All of lore.kernel.org
 help / color / mirror / Atom feed
From: Tejun Heo <tj-DgEjT+Ai2ygdnm+yROfE0A@public.gmane.org>
To: Matt Helsley <matthltc-r/Jw6+rmf7HQT0dZR+AlfA@public.gmane.org>
Cc: Pavel Emelyanov <xemul-bzQdu9zFT3WakBO8gow8eQ@public.gmane.org>,
	Cyrill Gorcunov
	<gorcunov-Re5JQEeQqe8AvxtiuMwx3w@public.gmane.org>,
	Nathan Lynch <ntl-e+AXbWqSrlAAvxtiuMwx3w@public.gmane.org>,
	Linux Containers
	<containers-qjLDD68F18O7TbgM5vRIOg@public.gmane.org>,
	Serge Hallyn <serue-r/Jw6+rmf7HQT0dZR+AlfA@public.gmane.org>,
	Daniel Lezcano <dlezcano-NmTC/0ZBporQT0dZR+AlfA@public.gmane.org>
Subject: Re: [RFC][PATCH 0/7 + tools] Checkpoint/restore mostly in the userspace
Date: Wed, 27 Jul 2011 01:46:57 +0200	[thread overview]
Message-ID: <20110726234657.GD28497@mtj.dyndns.org> (raw)
In-Reply-To: <20110726225911.GF14808-52DBMbEzqgQ/wnmkkaCWp/UQ3DHhIser@public.gmane.org>

Hello,

On Tue, Jul 26, 2011 at 03:59:11PM -0700, Matt Helsley wrote:
> > /proc/PID/fd already provides access to deleted files perfectly well
> > as most avid p0rn watchers would know (you can run mplayer on flash's
> > deleted temp files). ;)
> 
> Yup, access to the unlinked file contents. This is an example where
> things appear simple and complete in /proc yet it is insufficient.
> Here's what you'll need:
> 
> The string "(deleted)" in a file name is, strictly speaking, ambiguous --
> it does not mean the file is unlinked. You also can't infer that it is
> unlinked by stat()'ing that path since a different file could have
> been created in the same spot. For something unambiguous you'll
> have to add that information to /proc somewhere. fdinfo doesn't seem
> to be the right place since fds aren't unlinked -- files are. 

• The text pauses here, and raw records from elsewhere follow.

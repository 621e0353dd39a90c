//! The `username` / `age` record used by the model-attribute endpoints.

use std::fmt;

use crate::binding::{BindResult, BoundRecord, FieldKind, FieldSpec, Record};

/// A user name and age pair.
#[derive(Debug, Clone, PartialEq, Eq)]
pub struct HelloData {
    pub username: String,
    pub age: i32,
}

impl Record for HelloData {
    const NAME: &'static str = "HelloData";

    fn schema() -> &'static [FieldSpec] {
        const FIELDS: &[FieldSpec] = &[
            FieldSpec::required("username", FieldKind::Text),
            FieldSpec::required("age", FieldKind::Int32),
        ];
        FIELDS
    }

    fn from_bound(mut values: BoundRecord) -> BindResult<Self> {
        Ok(Self {
            username: values.take("username")?,
            age: values.take("age")?,
        })
    }
}

impl fmt::Display for HelloData {
    fn fmt(&self, f: &mut fmt::Formatter<'_>) -> fmt::Result {
        write!(f, "HelloData(username={}, age={})", self.username, self.age)
    }
}

#[cfg(test)]
mod tests {
    use super::*;
    use crate::binding::{bind_record, validate_schema, BindError, FieldSet};

    #[test]
    fn test_bind_hello_data() {
        let fields = FieldSet::from_urlencoded(b"username=hello&age=20");
        let data: HelloData = bind_record(&fields).unwrap();
        assert_eq!(data, HelloData { username: "hello".into(), age: 20 });
        assert_eq!(data.to_string(), "HelloData(username=hello, age=20)");
    }

    #[test]
    fn test_round_trip_through_log_representation() {
        for (username, age) in [("a", 0), ("kim min su", -7), ("", 2147483647), ("x&y", -2147483648)] {
            let fields: FieldSet = [("username", username.to_string()), ("age", age.to_string())]
                .into_iter()
                .collect();
            let data: HelloData = bind_record(&fields).unwrap();
            assert_eq!(data.username, username);
            assert_eq!(data.age, age);
            assert_eq!(data.to_string(), format!("HelloData(username={}, age={})", username, age));
        }
    }

    #[test]
    fn test_non_numeric_age() {
        let fields = FieldSet::from_urlencoded(b"username=hello&age=abc");
        assert_eq!(
            bind_record::<HelloData>(&fields),
            Err(BindError::invalid("age", "abc", "integer"))
        );
    }

    #[test]
    fn test_schema_is_valid() {
        assert!(validate_schema::<HelloData>().is_ok());
    }
}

Hmm... but wouldn't fstat() after open reveal the original inode?  ie.

  $ cat fstat.c
  #include <sys/types.h>
  #include <sys/stat.h>
  #include <unistd.h>
  #include <stdio.h>
  #include <fcntl.h>
  #include <assert.h>

  int main(int argc, char **argv)
  {
	  int fd;
	  struct stat st = {};

	  assert((fd = open(argv[1], O_RDONLY)) >= 0);
	  assert(!fstat(fd, &st));
	  printf("ino=%lu nlink=%lu\n",
		 (unsigned long)st.st_ino, (unsigned long)st.st_nlink);
	  return 0;
  }
  $ gcc -Wall -o fstat fstat.c
  $ cat > asdf &
  [7] 31908
  $ ./fstat asdf
  ino=9180912 nlink=1
  $ ./fstat /proc/31908/fd/1
  ino=9180912 nlink=1
  $ rm -f asdf
  $ ./fstat /proc/31908/fd/1
  ino=9180912 nlink=0
  $ touch asdf
  $ $ ./fstat asdf
  ino=9180915 nlink=1

I don't think anything is ambiguous.

> Then you've got to detect when they're the same unlinked file and share
> the copy upon restart. Or they could be different unlinked files
> with the same path in which case you should not share the copy. I suppose
> you'll have to check the device and inode and then see if any other task
> being checkpointed has it open... once for each of potentially thousands
> of fds being checkpointed.

Just build a hash table w/ fstat results.  It's O(nr_open_files)
whether you do that or not.

> Then there's the case where you've got one unlinked dentry for the
> file but a hardlink elsewhere. The /proc/PID/fd path won't point to the
> hardlinked location. So in order for those to be the same file upon
> restart you need to find the file somehow during checkpoint and/or
> restart.

You can determine whether search for another hardlink is necessary by
looking at nlink.  Hmm... I wonder whether open_by_handle_at() can be
used for this instead of scanning filesystem for matching inode
number.  Screening by nlink should eliminate most cases but if
open_by_handle_at() can deal with actual cases, it would be much
better.

> Finally these files often can be huge. Copying them elsewhere is a huge IO
> burden compared to careful relinking of the file. IO that could be better
> spent doing actual work.
>
> We solved all that with "relinking". It's possible to make a relink()
> syscall. The code I posted some time ago to containers@ can be easily
> adapted for that -- I did so for my testing of those patches. I'm not
> exactly sure how it would be done from userspace but I suspect it could
> be done.

Yeah, something like flink (like fstat for stat) should do it.  FS
methods operate on dentries anyway so it can be added in the vfs layer
proper if necessary.

Thanks.

-- 
tejun

  parent reply	other threads:[~2011-07-26 23:46 UTC|newest]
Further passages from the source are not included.